## RECORDS PROVIDED
==*==
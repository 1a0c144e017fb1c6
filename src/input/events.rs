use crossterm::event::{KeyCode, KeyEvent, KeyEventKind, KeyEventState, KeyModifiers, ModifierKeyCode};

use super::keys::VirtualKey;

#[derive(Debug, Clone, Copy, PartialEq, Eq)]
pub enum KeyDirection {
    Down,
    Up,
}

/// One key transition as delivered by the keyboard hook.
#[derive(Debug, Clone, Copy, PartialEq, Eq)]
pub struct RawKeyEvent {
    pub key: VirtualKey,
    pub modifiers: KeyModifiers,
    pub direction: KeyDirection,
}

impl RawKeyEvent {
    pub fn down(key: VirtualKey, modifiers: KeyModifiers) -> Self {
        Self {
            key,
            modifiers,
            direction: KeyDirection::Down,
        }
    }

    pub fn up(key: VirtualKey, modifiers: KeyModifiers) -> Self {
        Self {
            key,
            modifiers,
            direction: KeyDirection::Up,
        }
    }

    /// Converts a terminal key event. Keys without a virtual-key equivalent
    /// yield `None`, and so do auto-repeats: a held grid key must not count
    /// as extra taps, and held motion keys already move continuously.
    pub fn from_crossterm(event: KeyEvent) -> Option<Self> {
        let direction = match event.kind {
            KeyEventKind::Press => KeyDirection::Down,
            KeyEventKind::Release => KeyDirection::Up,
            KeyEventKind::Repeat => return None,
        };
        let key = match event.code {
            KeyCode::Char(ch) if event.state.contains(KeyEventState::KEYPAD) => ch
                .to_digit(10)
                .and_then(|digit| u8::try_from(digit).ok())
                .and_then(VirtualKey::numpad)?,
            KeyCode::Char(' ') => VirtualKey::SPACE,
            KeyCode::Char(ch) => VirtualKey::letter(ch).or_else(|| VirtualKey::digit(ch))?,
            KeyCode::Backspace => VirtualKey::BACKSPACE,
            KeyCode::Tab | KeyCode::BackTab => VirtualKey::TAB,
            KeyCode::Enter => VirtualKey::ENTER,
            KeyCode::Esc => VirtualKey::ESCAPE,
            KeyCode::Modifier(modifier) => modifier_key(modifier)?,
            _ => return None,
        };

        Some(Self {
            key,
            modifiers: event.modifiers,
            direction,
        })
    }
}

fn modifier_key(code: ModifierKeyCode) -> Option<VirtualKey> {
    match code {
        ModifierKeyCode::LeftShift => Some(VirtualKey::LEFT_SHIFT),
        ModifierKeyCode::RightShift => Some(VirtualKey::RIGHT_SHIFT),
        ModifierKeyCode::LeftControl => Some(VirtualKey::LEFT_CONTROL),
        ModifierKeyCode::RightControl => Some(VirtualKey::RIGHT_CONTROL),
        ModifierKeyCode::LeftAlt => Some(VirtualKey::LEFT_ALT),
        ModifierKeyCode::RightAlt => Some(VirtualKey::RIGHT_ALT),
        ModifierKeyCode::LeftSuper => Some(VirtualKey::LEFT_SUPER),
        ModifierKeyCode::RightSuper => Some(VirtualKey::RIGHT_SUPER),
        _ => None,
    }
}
==*==
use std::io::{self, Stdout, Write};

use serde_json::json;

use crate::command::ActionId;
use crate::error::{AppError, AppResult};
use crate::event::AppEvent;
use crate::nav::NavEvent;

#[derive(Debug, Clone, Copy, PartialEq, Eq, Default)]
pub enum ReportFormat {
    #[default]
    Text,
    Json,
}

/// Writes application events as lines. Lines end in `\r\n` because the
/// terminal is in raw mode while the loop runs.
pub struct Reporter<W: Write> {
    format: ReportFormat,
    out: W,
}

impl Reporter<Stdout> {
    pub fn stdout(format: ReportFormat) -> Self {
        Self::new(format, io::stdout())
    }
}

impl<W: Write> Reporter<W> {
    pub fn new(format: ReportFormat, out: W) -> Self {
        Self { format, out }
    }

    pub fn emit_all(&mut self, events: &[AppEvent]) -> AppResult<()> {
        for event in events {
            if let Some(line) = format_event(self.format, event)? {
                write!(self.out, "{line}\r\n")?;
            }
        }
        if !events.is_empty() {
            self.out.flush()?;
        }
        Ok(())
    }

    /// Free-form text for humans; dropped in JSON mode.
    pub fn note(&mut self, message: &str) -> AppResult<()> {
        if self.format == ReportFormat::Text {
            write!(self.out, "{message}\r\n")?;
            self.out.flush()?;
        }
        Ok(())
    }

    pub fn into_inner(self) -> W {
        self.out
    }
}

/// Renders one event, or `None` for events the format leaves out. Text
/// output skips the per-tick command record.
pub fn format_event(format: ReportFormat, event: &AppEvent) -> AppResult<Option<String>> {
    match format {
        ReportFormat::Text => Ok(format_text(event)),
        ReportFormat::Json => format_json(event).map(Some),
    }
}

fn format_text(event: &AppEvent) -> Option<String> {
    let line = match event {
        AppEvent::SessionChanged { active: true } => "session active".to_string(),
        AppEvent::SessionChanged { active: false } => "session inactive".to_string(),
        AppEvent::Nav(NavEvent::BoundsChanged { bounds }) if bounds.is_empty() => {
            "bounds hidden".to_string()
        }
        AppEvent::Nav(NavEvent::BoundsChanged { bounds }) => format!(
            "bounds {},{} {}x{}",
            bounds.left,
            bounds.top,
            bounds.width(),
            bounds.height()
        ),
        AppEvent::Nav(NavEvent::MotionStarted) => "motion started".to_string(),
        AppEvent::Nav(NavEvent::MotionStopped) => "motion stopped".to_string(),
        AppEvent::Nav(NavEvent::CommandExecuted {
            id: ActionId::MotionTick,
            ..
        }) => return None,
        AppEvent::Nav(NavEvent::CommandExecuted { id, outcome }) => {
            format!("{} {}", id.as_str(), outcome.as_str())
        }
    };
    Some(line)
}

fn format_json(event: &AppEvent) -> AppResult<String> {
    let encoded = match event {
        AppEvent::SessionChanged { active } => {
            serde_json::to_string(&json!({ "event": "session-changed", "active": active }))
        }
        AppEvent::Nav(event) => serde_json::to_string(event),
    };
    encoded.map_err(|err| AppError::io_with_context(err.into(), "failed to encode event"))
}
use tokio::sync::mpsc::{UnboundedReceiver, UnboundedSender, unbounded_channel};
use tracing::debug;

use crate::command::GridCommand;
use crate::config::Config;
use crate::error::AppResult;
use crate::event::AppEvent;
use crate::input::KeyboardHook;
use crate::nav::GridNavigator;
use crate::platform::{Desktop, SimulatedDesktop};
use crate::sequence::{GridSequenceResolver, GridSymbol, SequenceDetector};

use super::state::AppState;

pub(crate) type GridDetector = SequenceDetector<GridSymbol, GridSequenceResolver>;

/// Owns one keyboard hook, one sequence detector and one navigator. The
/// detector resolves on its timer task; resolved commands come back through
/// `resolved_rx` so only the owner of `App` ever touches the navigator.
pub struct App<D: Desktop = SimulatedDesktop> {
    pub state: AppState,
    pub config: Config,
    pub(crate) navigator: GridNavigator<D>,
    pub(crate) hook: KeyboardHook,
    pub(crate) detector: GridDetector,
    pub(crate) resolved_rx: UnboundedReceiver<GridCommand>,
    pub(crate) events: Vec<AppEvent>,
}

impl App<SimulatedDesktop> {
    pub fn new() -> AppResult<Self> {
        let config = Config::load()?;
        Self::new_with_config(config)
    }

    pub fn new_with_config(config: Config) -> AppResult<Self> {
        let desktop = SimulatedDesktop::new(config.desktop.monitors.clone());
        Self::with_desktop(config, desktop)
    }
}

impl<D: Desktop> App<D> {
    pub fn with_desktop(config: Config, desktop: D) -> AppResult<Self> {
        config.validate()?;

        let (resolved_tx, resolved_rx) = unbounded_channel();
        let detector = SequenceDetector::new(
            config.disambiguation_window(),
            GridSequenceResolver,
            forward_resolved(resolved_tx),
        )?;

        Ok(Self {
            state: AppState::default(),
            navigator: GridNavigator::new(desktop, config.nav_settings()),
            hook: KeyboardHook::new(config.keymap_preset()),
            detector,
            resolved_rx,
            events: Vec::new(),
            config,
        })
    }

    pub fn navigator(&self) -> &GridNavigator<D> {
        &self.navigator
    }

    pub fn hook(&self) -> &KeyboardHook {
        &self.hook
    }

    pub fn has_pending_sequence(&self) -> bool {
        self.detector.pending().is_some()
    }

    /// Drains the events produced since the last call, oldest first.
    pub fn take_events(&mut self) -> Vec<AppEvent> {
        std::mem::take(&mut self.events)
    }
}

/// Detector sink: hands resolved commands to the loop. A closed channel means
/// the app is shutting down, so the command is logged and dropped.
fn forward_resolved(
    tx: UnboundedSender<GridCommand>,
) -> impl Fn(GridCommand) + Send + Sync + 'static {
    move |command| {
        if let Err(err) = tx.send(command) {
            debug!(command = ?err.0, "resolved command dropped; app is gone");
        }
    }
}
==*==
## PROMPT
Find every line in the records above that contains the word "CommandExecuted", and copy each one.

## RESULT
        AppEvent::Nav(NavEvent::CommandExecuted {
        AppEvent::Nav(NavEvent::CommandExecuted { id, outcome }) => {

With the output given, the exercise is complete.